In 2012, researchers at UC San Diego wrote a paper titled ‘Pixel Perfect: Fingerprinting Canvas in HTML5’ describing how the HTML5 canvas could be used to create digital fingerprints of web users. In the last few years, this form of ‘Canvas Fingerprinting’ became widespread, enabled by widely-adopted HTML5 browser standards that permitted the use of server-side commands to request a user’s browser to send specific information for the purpose of browser fingerprinting. Bot detection technologies have thus evolved to leverage the data accessible from a visitor’s browser for analysis through specialized algorithms to accurately identify the nature of a visitor to a website, application, or API.
The Key Elements in a Browser Fingerprint
Some of the key elements that can be used to fingerprint a browser are:
- System platform (e.g. Win32, Linux x86)
- System language (e.g. en-US)
- Screen resolution and color depth
- System Time Zone
- Installed browser extensions and plugins such as QuickTime, Flash, Java or Acrobat and their versions
- Fonts installed on the computer, as reported by Java or Flash
- Yes/no information stating whether the browser accepts various kinds of cookies and ‘super-cookies’
- A hash of the image generated by canvas fingerprinting
- A hash of the image generated by WebGL fingerprinting
- Whether the browser is sending the Do Not Track header (Y/N)
- The browser’s touchscreen support
Browser Fingerprinting Methodologies
Commonly-used general-purpose browser fingerprinting solutions work by analyzing information such as the elements mentioned above. According to the Electronic Frontier Foundation, “We observe that the distribution of our finger-print contains at least 18.1 bits of entropy, meaning that if we pick a browser at random, at best we expect that only one in 286,777 other browsers will share its fingerprint.
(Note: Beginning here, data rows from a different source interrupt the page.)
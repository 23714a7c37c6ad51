//! 隨機場景生成

use rand::Rng;
use replenish_core::{PlanningConfig, ProductionScenario};

/// 場景生成器
///
/// 產生形狀合理的測試場景；分布常數屬測試夾具行為，
/// 引擎不依賴任何一條規則。不保證可重現性，
/// 需要確定性時用 `generate_with_rng` 傳入固定種子。
pub struct ScenarioGenerator;

impl ScenarioGenerator {
    /// 以執行緒本地亂數源生成場景陣列
    pub fn generate(config: &PlanningConfig) -> Vec<ProductionScenario> {
        Self::generate_with_rng(config, &mut rand::thread_rng())
    }

    /// 以指定亂數源生成場景陣列（數量與期間皆已被配置夾到邊界）
    pub fn generate_with_rng<R: Rng>(
        config: &PlanningConfig,
        rng: &mut R,
    ) -> Vec<ProductionScenario> {
        (0..config.samples)
            .map(|index| Self::generate_scenario(index, config.horizon_len(), rng))
            .collect()
    }

    /// 生成單一隨機場景
    ///
    /// 範圍規則：InvTgt 為 10 的倍數（10..=200）；SStok 不超過
    /// InvTgt 的 5%（至少 1）；LdTm 1..=5；MOQ 為 10 的倍數
    /// （10..=100）；PkQty 為 5 的倍數且不超過 MOQ；需求/收貨
    /// 每期 0..=400；期初庫存落在 InvTgt ± SStok。
    fn generate_scenario<R: Rng>(
        index: usize,
        horizon_len: usize,
        rng: &mut R,
    ) -> ProductionScenario {
        let inv_tgt = rng.gen_range(1..=20) * 10;
        let s_stok = rng.gen_range(1..=(inv_tgt / 20).max(1));
        let ld_tm = rng.gen_range(1..=5);
        let moq = rng.gen_range(1..=10) * 10;
        let pk_qty = rng.gen_range(1..=moq / 5) * 5;

        let rqt: Vec<i64> = (0..horizon_len).map(|_| rng.gen_range(0..=400)).collect();
        let rec: Vec<i64> = (0..horizon_len).map(|_| rng.gen_range(0..=400)).collect();

        let starting_inv = rng.gen_range(inv_tgt - s_stok..=inv_tgt + s_stok);

        ProductionScenario::new(Self::generate_mpn(index), starting_inv, horizon_len)
            .with_policy(inv_tgt, s_stok, ld_tm as usize, moq, pk_qty)
            .with_rqt(rqt)
            .with_rec(rec)
    }

    /// 生成 MPN_XXX 格式的料號
    fn generate_mpn(index: usize) -> String {
        const LETTERS: &[u8] = b"ABCDEFGHIJKLMNOPQRSTUVWXYZ";

        let mut mpn = String::from("MPN_");
        if index < 26 {
            let c = LETTERS[index % 26] as char;
            mpn.push(c);
            mpn.push(c);
            mpn.push(c);
        } else {
            // 第三碼錯開，避免與三同字母形式重複
            mpn.push(LETTERS[index / 26 - 1] as char);
            mpn.push(LETTERS[index % 26] as char);
            mpn.push(LETTERS[(index + 13) % 26] as char);
        }
        mpn
    }
}
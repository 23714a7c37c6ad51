//! # Replenish Core
//!
//! 核心資料模型與類型定義

pub mod config;
pub mod scenario;
pub mod schedule;

// Re-export 主要類型
pub use config::PlanningConfig;
pub use scenario::{ProductionScenario, INV_NA, MAX_LEAD_TIME};
pub use schedule::{OrderSchedule, NOTE_EXCESS, NOTE_STOCKOUT};

/// 補貨引擎錯誤類型
#[derive(Debug, thiserror::Error)]
pub enum ReplenishError {
    #[error("找不到演算法: {0}")]
    UnknownAlgorithm(String),

    #[error("配置超出範圍: {field} = {value}（允許 {min}..={max}）")]
    ConfigOutOfRange {
        field: &'static str,
        value: i64,
        min: i64,
        max: i64,
    },

    #[error("物料 {mpn} 的期間序列長度不一致: {field} 為 {actual}，預期 {expected}")]
    SequenceLengthMismatch {
        mpn: String,
        field: &'static str,
        expected: usize,
        actual: usize,
    },

    #[error("物料 {mpn} 沒有任何期間資料")]
    EmptyHorizon { mpn: String },

    #[error("物料 {mpn} 的提前期無效: {ld_tm}（允許 1..=20）")]
    InvalidLeadTime { mpn: String, ld_tm: usize },

    #[error("物料 {mpn} 的包裝量無效: {pk_qty}（必須 >= 1）")]
    InvalidPackQty { mpn: String, pk_qty: i64 },
}

pub type Result<T> = std::result::Result<T, ReplenishError>;
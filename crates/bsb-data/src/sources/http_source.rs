//! HTTP content source

use std::time::Duration;

use async_trait::async_trait;
use bsb_core::{Book, ContentSource};

use crate::canon::standard_corpus;
use crate::config::ReaderConfig;
use crate::DataError;

/// Fetches chapter markup from a text host.
///
/// The URL template may contain `{translation}`, `{book}` and `{chapter}`.
/// The book list is the standard canon.
pub struct HttpContentSource {
    client: reqwest::Client,
    url_template: String,
    translation: String,
    name: String,
}

impl HttpContentSource {
    pub fn new(
        url_template: impl Into<String>,
        translation: impl Into<String>,
        timeout: Duration,
    ) -> Result<Self, DataError> {
        let url_template = url_template.into();
        if !url_template.contains("{book}") || !url_template.contains("{chapter}") {
            return Err(DataError::Config(format!(
                "content URL template needs {{book}} and {{chapter}}: {}",
                url_template
            )));
        }

        let client = reqwest::Client::builder()
            .timeout(timeout)
            .user_agent(concat!("bsb-reader/", env!("CARGO_PKG_VERSION")))
            .build()?;
        let translation = translation.into();

        Ok(Self {
            client,
            name: format!("{} (http)", translation),
            url_template,
            translation,
        })
    }

    pub fn from_config(config: &ReaderConfig) -> Result<Self, DataError> {
        Self::new(
            config.content_url_template.clone(),
            config.translation.clone(),
            Duration::from_secs(config.request_timeout_secs),
        )
    }

    /// Chapter URL for a book and chapter
    pub fn chapter_url(&self, book_id: &str, chapter: u32) -> String {
        self.url_template
            .replace("{translation}", &self.translation)
            .replace("{book}", book_id)
            .replace("{chapter}", &chapter.to_string())
    }

    async fn fetch(&self, url: &str) -> Result<String, DataError> {
        let response = self.client.get(url).send().await?.error_for_status()?;
        Ok(response.text().await?)
    }
}

#[async_trait]
impl ContentSource for HttpContentSource {
    async fn list_books(&self) -> anyhow::Result<Vec<Book>> {
        Ok(standard_corpus().books().to_vec())
    }

    async fn fetch_chapter_html(&self, book_id: &str, chapter: u32) -> anyhow::Result<String> {
        let url = self.chapter_url(book_id, chapter);
        tracing::debug!("GET {}", url);
        let html = self.fetch(&url).await?;
        tracing::debug!("Fetched {} {} ({} bytes)", book_id, chapter, html.len());
        Ok(html)
    }

    fn source_name(&self) -> &str {
        &self.name
    }
}

#[cfg(test)]
mod tests {
    use super::*;
    use tokio::io::{AsyncReadExt, AsyncWriteExt};
    use tokio::net::TcpListener;

    /// Serve one HTTP response and report the request line
    async fn serve_once(
        status: &'static str,
        body: &'static str,
    ) -> (String, tokio::task::JoinHandle<String>) {
        let listener = TcpListener::bind("127.0.0.1:0").await.unwrap();
        let addr = listener.local_addr().unwrap();

        let task = tokio::spawn(async move {
            let (mut socket, _) = listener.accept().await.unwrap();
            let mut request = Vec::new();
            let mut buf = [0u8; 1024];
            while !request.windows(4).any(|w| w == b"\r\n\r\n") {
                let n = socket.read(&mut buf).await.unwrap();
                if n == 0 {
                    break;
                }
                request.extend_from_slice(&buf[..n]);
            }
            let response = format!(
                "HTTP/1.1 {}\r\nContent-Type: text/html\r\n\
                 Content-Length: {}\r\nConnection: close\r\n\r\n{}",
                status,
                body.len(),
                body
            );
            socket.write_all(response.as_bytes()).await.unwrap();
            socket.shutdown().await.ok();

            let request = String::from_utf8_lossy(&request).to_string();
            request.lines().next().unwrap_or_default().to_string()
        });

        (format!("http://{}", addr), task)
    }

    #[test]
    fn test_chapter_url() {
        let source = HttpContentSource::new(
            "https://text.example/{translation}/{book}/{chapter}.html",
            "BSB",
            Duration::from_secs(5),
        )
        .unwrap();
        assert_eq!(source.chapter_url("JHN", 3), "https://text.example/BSB/JHN/3.html");
        assert_eq!(source.source_name(), "BSB (http)");
    }

    #[test]
    fn test_template_requires_placeholders() {
        let result =
            HttpContentSource::new("https://text.example/{book}", "BSB", Duration::from_secs(5));
        assert!(matches!(result, Err(DataError::Config(_))));
    }

    #[tokio::test]
    async fn test_books_from_canon() {
        let source = HttpContentSource::from_config(&ReaderConfig::default()).unwrap();
        let books = source.list_books().await.unwrap();
        assert_eq!(books.len(), 66);
        assert_eq!(books[42].id, "JHN");
    }

    #[tokio::test]
    async fn test_fetch_chapter() {
        let (base, server) = serve_once("200 OK", "<p>In the beginning was the Word</p>").await;
        let source = HttpContentSource::new(
            format!("{}/{{translation}}/{{book}}/{{chapter}}.html", base),
            "BSB",
            Duration::from_secs(5),
        )
        .unwrap();

        let html = source.fetch_chapter_html("JHN", 1).await.unwrap();
        assert_eq!(html, "<p>In the beginning was the Word</p>");
        assert_eq!(server.await.unwrap(), "GET /BSB/JHN/1.html HTTP/1.1");
    }

    #[tokio::test]
    async fn test_fetch_error_status() {
        let (base, server) = serve_once("404 Not Found", "missing").await;
        let source = HttpContentSource::new(
            format!("{}/{{book}}/{{chapter}}", base),
            "BSB",
            Duration::from_secs(5),
        )
        .unwrap();

        let err = source.fetch_chapter_html("XYZ", 1).await.unwrap_err();
        assert!(err.to_string().contains("404"));
        server.await.unwrap();
    }
}
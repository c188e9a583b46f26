//! Chapter audio URLs

use std::collections::BTreeMap;
use std::path::Path;

use ahash::AHashMap;
use bsb_core::{Book, ChapterLookup};

use crate::DataError;

/// Folder and file stem for a book name: whitespace runs become `_`
pub fn slug_for_book(name: &str) -> String {
    name.split_whitespace().collect::<Vec<_>>().join("_")
}

/// Per-book lists of audio files relative to a base URL.
///
/// Entry `i` of a book's list is chapter `i + 1`.
#[derive(Debug, Clone, Default)]
pub struct AudioIndex {
    base: String,
    files: AHashMap<String, Vec<String>>,
}

impl AudioIndex {
    pub fn new(base: impl Into<String>) -> Self {
        let mut base = base.into();
        if !base.is_empty() && !base.ends_with('/') {
            base.push('/');
        }
        Self {
            base,
            files: AHashMap::new(),
        }
    }

    /// Load from a JSON manifest mapping book ids to relative paths:
    /// `{"JHN": ["John/John_01.mp3", ...]}`
    pub fn from_manifest_json(base: impl Into<String>, json: &str) -> Result<Self, DataError> {
        let manifest: BTreeMap<String, Vec<String>> = serde_json::from_str(json)?;
        let mut index = Self::new(base);
        for (book_id, files) in manifest {
            index.insert(&book_id, files);
        }
        tracing::debug!("Audio manifest covers {} books", index.files.len());
        Ok(index)
    }

    pub fn from_manifest_file(base: impl Into<String>, path: &Path) -> Result<Self, DataError> {
        let json = std::fs::read_to_string(path)?;
        Self::from_manifest_json(base, &json)
    }

    /// Generate `<Book_Name>/<Book_Name>_<NN>.mp3` for every chapter of
    /// every book
    pub fn from_slug_scheme<L>(base: impl Into<String>, books: &[Book], lookup: &L) -> Self
    where
        L: ChapterLookup + ?Sized,
    {
        let mut index = Self::new(base);
        for book in books {
            let chapters = lookup.chapter_numbers(&book.id);
            if chapters.is_empty() {
                continue;
            }
            let slug = slug_for_book(&book.name);
            let files = (1..=chapters.last())
                .map(|chapter| format!("{slug}/{slug}_{chapter:02}.mp3"))
                .collect();
            index.insert(&book.id, files);
        }
        index
    }

    pub fn insert(&mut self, book_id: &str, files: Vec<String>) {
        self.files.insert(book_id.to_uppercase(), files);
    }

    /// Audio URL for a chapter, or `None` when the book or chapter has no file
    pub fn build_audio_url(&self, book_id: &str, chapter: u32) -> Option<String> {
        let list = self.files.get(&book_id.to_uppercase())?;
        let idx = usize::try_from(chapter).ok()?.checked_sub(1)?;
        let rel = list.get(idx).filter(|rel| !rel.is_empty())?;
        Some(format!("{}{}", self.base, rel))
    }

    pub fn len(&self) -> usize {
        self.files.len()
    }

    pub fn is_empty(&self) -> bool {
        self.files.is_empty()
    }
}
Among browsers that support Flash or Java, the situation is worse, with the average browser carrying at least 18.8 bits of identifying information. 94.2% of browsers with Flash or Java were unique in our sample. By observing returning visitors, we estimate how rapidly browser fingerprints might change over time. In our sample, fingerprints changed quite rapidly, but even a simple heuristic was usually able to guess when a fingerprint was an “upgraded” version of a previously observed browser’s fingerprint, with 99.1% of guesses correct and a false positive rate of only 0.86%.”
On desktop and mobile browsers, fingerprinting techniques are used to detect bad bots and ascertain whether the device is a mobile emulator, and whether its screen orientation, touch and usage patterns or any other specific characteristics match that of a human using a mobile device. Bot detection systems also analyze whether there is a mismatch between the OS and browser versions (for example, it is impossible to have a human using the latest version of Edge browser in Windows 7 or older OS).
Browser fingerprinting is not just a way to identify suspected bot traffic but can also provide ways to analyze visitor data, aid in detection of ad and payment fraud, as well as developing omni-channel marketing campaigns, and much more. With a focus on detecting bots, solutions such as Radware Bot Manager do not rely on browser fingerprinting alone but also leverage other methodologies such as semi-supervised machine learning approaches and intent analysis to ascertain the intent of every visitor.